Sixteen items in the AL domain were deleted due to high missing data (> 20%) or other associated psychometric issues (e.g., misfit). Items relating to social participation (e.g., Participating in community groups) were particularly susceptible to missing data. This may have been because these activities were not relevant to our elderly participants or because data collection occurred during the COVID-19 pandemic, during which Singapore spent ~ 100 days under strict lockdown [40] with many community activities suspended. As items that are likely to elicit the ‘non-applicable’ response are a threat to CAT efficiency, six ‘social participation’ items with high missing data were removed. While several ‘social participation’ items remain in the IB, users with a focus on measuring activity limitation in a social context may wish to include additional related questionnaires.
Despite iterative remedial steps, the OS IB displayed suboptimal precision (PSI 1.75), which may be due to a lack of variance in our sample population. Indeed, few participants had VI in the better eye (11.6%) resulting in a sample skewed towards the higher end of the ‘ability’ spectrum. However, because the PSI/PR values fall well within a useful range for a measurement tool [22], we retained the OS scale due to high perceived importance in our qualitative participant responses [19], and input from our team’s research clinicians that changes in OS consequent to glaucoma and its associated interventions are integral to clinical care outcomes.
The PSY domain needed to be split to resolve multidimensionality, which is not unexpected given that it contained items relating to ‘concerns’ (e.g., falling), social life (e.g., becoming socially isolated), and emotional reactions (e.g., feel frustrated). Indeed, sister instruments for diabetic retinopathy (RetCAT™ [13, 41]) and GlauCAT™-Western [17] both have > 1 domain measuring the psychosocial aspects of HRQoL. In a head-to-head comparison of the two GlauCAT instruments, the newly developed Asian version is more compact, comprising only seven domains compared to 12. While 5/7 GlauCAT™-Asian domains (namely OS, AL, MB, LT, CN) are like those in the original, the remaining two domains differ. The PSY domain in GlauCAT™-Asian covers content found in two domains of GlauCAT™-Western (Emotional and Social) and, while the GM domain in GlauCAT™-Asian has some similarities to the Convenience-Treatment domain in GlauCAT™-Western, it has twice the number of items and covers a broader range of treatment-related issues.
Despite iterative remedial steps, the WK IB displayed suboptimal psychometric properties including low test information and item separation. These issues may be due to the small sample size, with only 41% of participants providing responses for this domain and, of these, 40% recording an ‘extreme’ high score and thus removed a priori from analysis. This was unexpected as ‘work’ issues were important to our working focus group participants (25%) [19]. However, with only 17% of our current sample aged < 60 years (median age 68), the WK IB lacked applicability and was not pursued. Further work, including additional data collection in a younger glaucoma sample, are warranted to optimize the WK IB.

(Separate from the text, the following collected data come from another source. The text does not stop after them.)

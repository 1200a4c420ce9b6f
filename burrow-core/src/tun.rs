//! TUN device helpers.
//!
//! The platform hands over a raw file descriptor it still owns; the helper
//! duplicates it so the returned `File` can be closed independently. The
//! input pump is deliberately synchronous: TUN reads come from a dedicated
//! platform thread.

use std::fs::File;
use std::io::Read;
use std::sync::Arc;

use tracing::{debug, warn};

use crate::error::{Error, Result};
use crate::tunnel::Tunnel;

/// Interface MTU assumed for TUN packet reads.
pub const VPN_MTU: usize = 1500;

/// Wrap a TUN file descriptor without taking ownership: the descriptor is
/// duplicated, so closing the returned `File` leaves the caller's fd open.
#[cfg(unix)]
pub fn make_tun_file(fd: std::os::fd::RawFd) -> Result<File> {
    use std::os::fd::BorrowedFd;

    if fd < 0 {
        return Err(Error::config("must provide a valid TUN file descriptor"));
    }
    // Safety: the caller guarantees `fd` stays open for the duration of
    // this call; the clone has its own lifetime afterwards.
    let owned = unsafe { BorrowedFd::borrow_raw(fd) }
        .try_clone_to_owned()
        .map_err(Error::Io)?;
    Ok(File::from(owned))
}

/// Copy packets from the TUN device into the tunnel until it disconnects.
pub fn pump_input<R: Read>(tunnel: &Arc<Tunnel>, tun: &mut R) {
    let mut buffer = [0u8; VPN_MTU];
    while tunnel.is_connected() {
        match tun.read(&mut buffer) {
            Ok(0) => {
                debug!("read EOF from TUN");
                break;
            }
            Ok(n) => {
                if let Err(e) = tunnel.write(&buffer[..n]) {
                    warn!(error = %e, "stack rejected TUN packet");
                }
            }
            Err(e) => {
                warn!(error = %e, "failed to read packet from TUN");
                break;
            }
        }
    }
}

#[cfg(all(test, unix))]
mod tests {
    use super::*;
    use std::io::{Seek, SeekFrom, Write};
    use std::os::fd::AsRawFd;

    #[test]
    fn closing_the_clone_leaves_the_original_open() {
        let path = std::env::temp_dir().join(format!("burrow-tun-{}", std::process::id()));
        let mut original = std::fs::OpenOptions::new()
            .read(true)
            .write(true)
            .create(true)
            .truncate(true)
            .open(&path)
            .unwrap();

        let clone = make_tun_file(original.as_raw_fd()).unwrap();
        drop(clone);

        // The original descriptor must still work.
        original.write_all(b"still alive").unwrap();
        original.seek(SeekFrom::Start(0)).unwrap();
        let mut read_back = String::new();
        original.read_to_string(&mut read_back).unwrap();
        assert_eq!(read_back, "still alive");
        std::fs::remove_file(path).ok();
    }

    #[test]
    fn negative_fd_is_rejected() {
        assert!(make_tun_file(-1).is_err());
    }
}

Overall, targeting was suboptimal for all our IBs, with items too “easy” relative to the average ability level of our participants. This affected CAT efficiency in the highest ability ‘bins’ (D9-10), with more items needed on average to provide a score estimate. Similar targeting issues were observed in the GlauCAT™-Western instrument, where 11/12 IBs lacked items targeted to very high performers [17]. The poor targeting may be due to the lack of VI in our sample, with most people with glaucoma having good VA until late-stage disease [42, 43]. Consultation with more early-stage patients to create ‘harder’ items is warranted. Addition of novel items to IBs is possible by estimating the calibration of new items relative to existing ones using Rasch analysis [44]. While users should be aware of the limitations of the GlauCAT™-Asian in providing stable ability estimates in patients at the very able end of the spectrum, poor targeting in the upper score range is not necessarily problematic, as such patients may not be the focus of clinician monitoring in healthcare or drug development in pharma companies.

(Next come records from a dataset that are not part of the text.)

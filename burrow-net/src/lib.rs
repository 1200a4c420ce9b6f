//! Wire-level plumbing for the Burrow data plane.
//!
//! This crate contains the pieces that sit directly on top of a TCP socket:
//! a dialer with an optional connect timeout, TLS ClientHello inspection,
//! the [`Splitter`] that breaks the first upstream segment in two, and the
//! [`Retrier`] that re-dials and replays the opening bytes when a fresh
//! connection dies early.

pub mod clienthello;
pub mod dialer;
pub mod retry;
pub mod split;

pub use clienthello::{extract_sni, is_client_hello};
pub use dialer::Dialer;
pub use retry::{dial_with_split_retry, Retrier, RetryStats};
pub use split::{dial_with_split, Splitter};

Overall, our simulation results were promising, particularly for our moderate precision stopping rule target where CAT administration of our GlauCAT™-Asian IBs could reduce the number of items needed by 10–86% (depending on the domain) compared to the full IB. CAT efficiency was reduced with the high precision stopping rule, where the smaller IBs needed all items to be administered. Correlations between the CAT and full IB thetas (person measures) was somewhat lower than expected (~ 80% compared to the expected ≥ 0.85) and also lower than that obtained by Patient-Reported Outcomes Measurement Information System CATs in other health conditions (> 0.90) [45, 46], suggesting that the reduction in response burden offered by GlauCAT™-Asian may come with some potential loss of accuracy in scores. This may be particularly important for individual level comparisons, where measurements may require reliabilities ≥ 0.90 to be considered appropriate. Future work will conduct a formal comparison between CAT and full item bank theta with real data, where a subset of patients (n ~ 50) will answer both the CAT tests and associated full item banks. This will provide a better understanding of the effectiveness of GlauCAT in reducing response burden while replicating full IB scores.

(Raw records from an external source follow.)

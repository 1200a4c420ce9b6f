//! TLS ClientHello inspection.
//!
//! Just enough of the TLS record and handshake layout to locate the SNI
//! extension inside a client's opening segment. Used to pick split points
//! that break the server name across TCP segments, and to recover the SNI
//! for failure reporting.

use std::ops::Range;

use rand::Rng;

const TLS_RECORD_HEADER_LEN: usize = 5;
const TLS_HANDSHAKE_HEADER_LEN: usize = 4;
const CONTENT_TYPE_HANDSHAKE: u8 = 0x16;
const HANDSHAKE_TYPE_CLIENT_HELLO: u8 = 0x01;
const EXTENSION_SERVER_NAME: u16 = 0x0000;
const SNI_NAME_TYPE_HOST: u8 = 0x00;

// Split-point band when the segment is not a recognizable ClientHello.
const MIN_SPLIT: usize = 32;
const MAX_SPLIT: usize = 64;

/// Whether `data` starts a TLS handshake record carrying a ClientHello.
pub fn is_client_hello(data: &[u8]) -> bool {
    if data.len() < TLS_RECORD_HEADER_LEN + TLS_HANDSHAKE_HEADER_LEN {
        return false;
    }
    data[0] == CONTENT_TYPE_HANDSHAKE
        && data[1] == 0x03
        && data[2] <= 0x04
        && data[TLS_RECORD_HEADER_LEN] == HANDSHAKE_TYPE_CLIENT_HELLO
}

/// Byte range of the SNI host name within `data`, when present.
pub(crate) fn sni_range(data: &[u8]) -> Option<Range<usize>> {
    if !is_client_hello(data) {
        return None;
    }

    // Record and handshake headers, then client version and random.
    let mut pos = TLS_RECORD_HEADER_LEN + TLS_HANDSHAKE_HEADER_LEN + 2 + 32;

    // Session ID.
    let session_len = *data.get(pos)? as usize;
    pos += 1 + session_len;

    // Cipher suites.
    let suites_len = read_u16(data, pos)? as usize;
    pos += 2 + suites_len;

    // Compression methods.
    let compression_len = *data.get(pos)? as usize;
    pos += 1 + compression_len;

    // Extensions.
    let extensions_len = read_u16(data, pos)? as usize;
    pos += 2;
    let extensions_end = (pos + extensions_len).min(data.len());

    while pos + 4 <= extensions_end {
        let ext_type = read_u16(data, pos)?;
        let ext_len = read_u16(data, pos + 2)? as usize;
        pos += 4;
        if ext_type == EXTENSION_SERVER_NAME && pos + ext_len <= data.len() && ext_len >= 5 {
            // Server name list: 2-byte list length, then entries of
            // (type, 2-byte length, name).
            let name_type = *data.get(pos + 2)?;
            if name_type == SNI_NAME_TYPE_HOST {
                let name_len = read_u16(data, pos + 3)? as usize;
                let start = pos + 5;
                if start + name_len <= data.len() {
                    return Some(start..start + name_len);
                }
            }
            return None;
        }
        pos += ext_len;
    }
    None
}

/// The SNI host name carried by a ClientHello, if any.
pub fn extract_sni(data: &[u8]) -> Option<String> {
    let range = sni_range(data)?;
    String::from_utf8(data[range].to_vec()).ok()
}

/// Choose where to split a first upstream segment.
///
/// When the segment is a ClientHello with an SNI, the point lands in the
/// middle of the host name so it never travels contiguously. Otherwise a
/// pseudo-random point in the 32..=64 band, capped at half the segment.
pub fn split_point(data: &[u8]) -> usize {
    if data.len() < 2 {
        return data.len();
    }
    if let Some(range) = sni_range(data) {
        let point = range.start + range.len() / 2;
        if point > 0 && point < data.len() {
            return point;
        }
    }
    let limit = (data.len() / 2).max(1);
    let point = MIN_SPLIT + rand::rng().random_range(0..=MAX_SPLIT - MIN_SPLIT);
    point.min(limit)
}

fn read_u16(data: &[u8], pos: usize) -> Option<u16> {
    Some(u16::from_be_bytes([*data.get(pos)?, *data.get(pos + 1)?]))
}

Overall, our results demonstrate that IB and CAT approaches are advantageous compared to fixed-length questionnaire administration [11, 47]. Moreover, as the GlauCAT™-Asian IBs function independently, users can select which to administer depending on their measurement goals, which is useful in clinical settings, where time for PROM administration is limited yet increasingly valued in value-based care [10]. Indeed, using our online CAT testing platform (PROMinsight), six QoL domains of GlauCAT™-Western (taking 8 min on average) were recently administered to > 200 glaucoma patients while waiting to see their treating doctor at Mass. Eye and Ear Institute, with the HRQoL scores discussed during the patients’ consultations [18, 48]. Analysis of the group data found that VA was associated with greater activity limitation and worse mobility, while poorer VF mean deviation was associated with worse emotional well-being. These pilot results provide real-world evidence of the implementation feasibility of GlauCAT™ in routine clinical care enabling real-time discussion of results [49] and subsequent analysis of group data to better understand the factors associated with HRQoL outcomes in glaucoma patients [48].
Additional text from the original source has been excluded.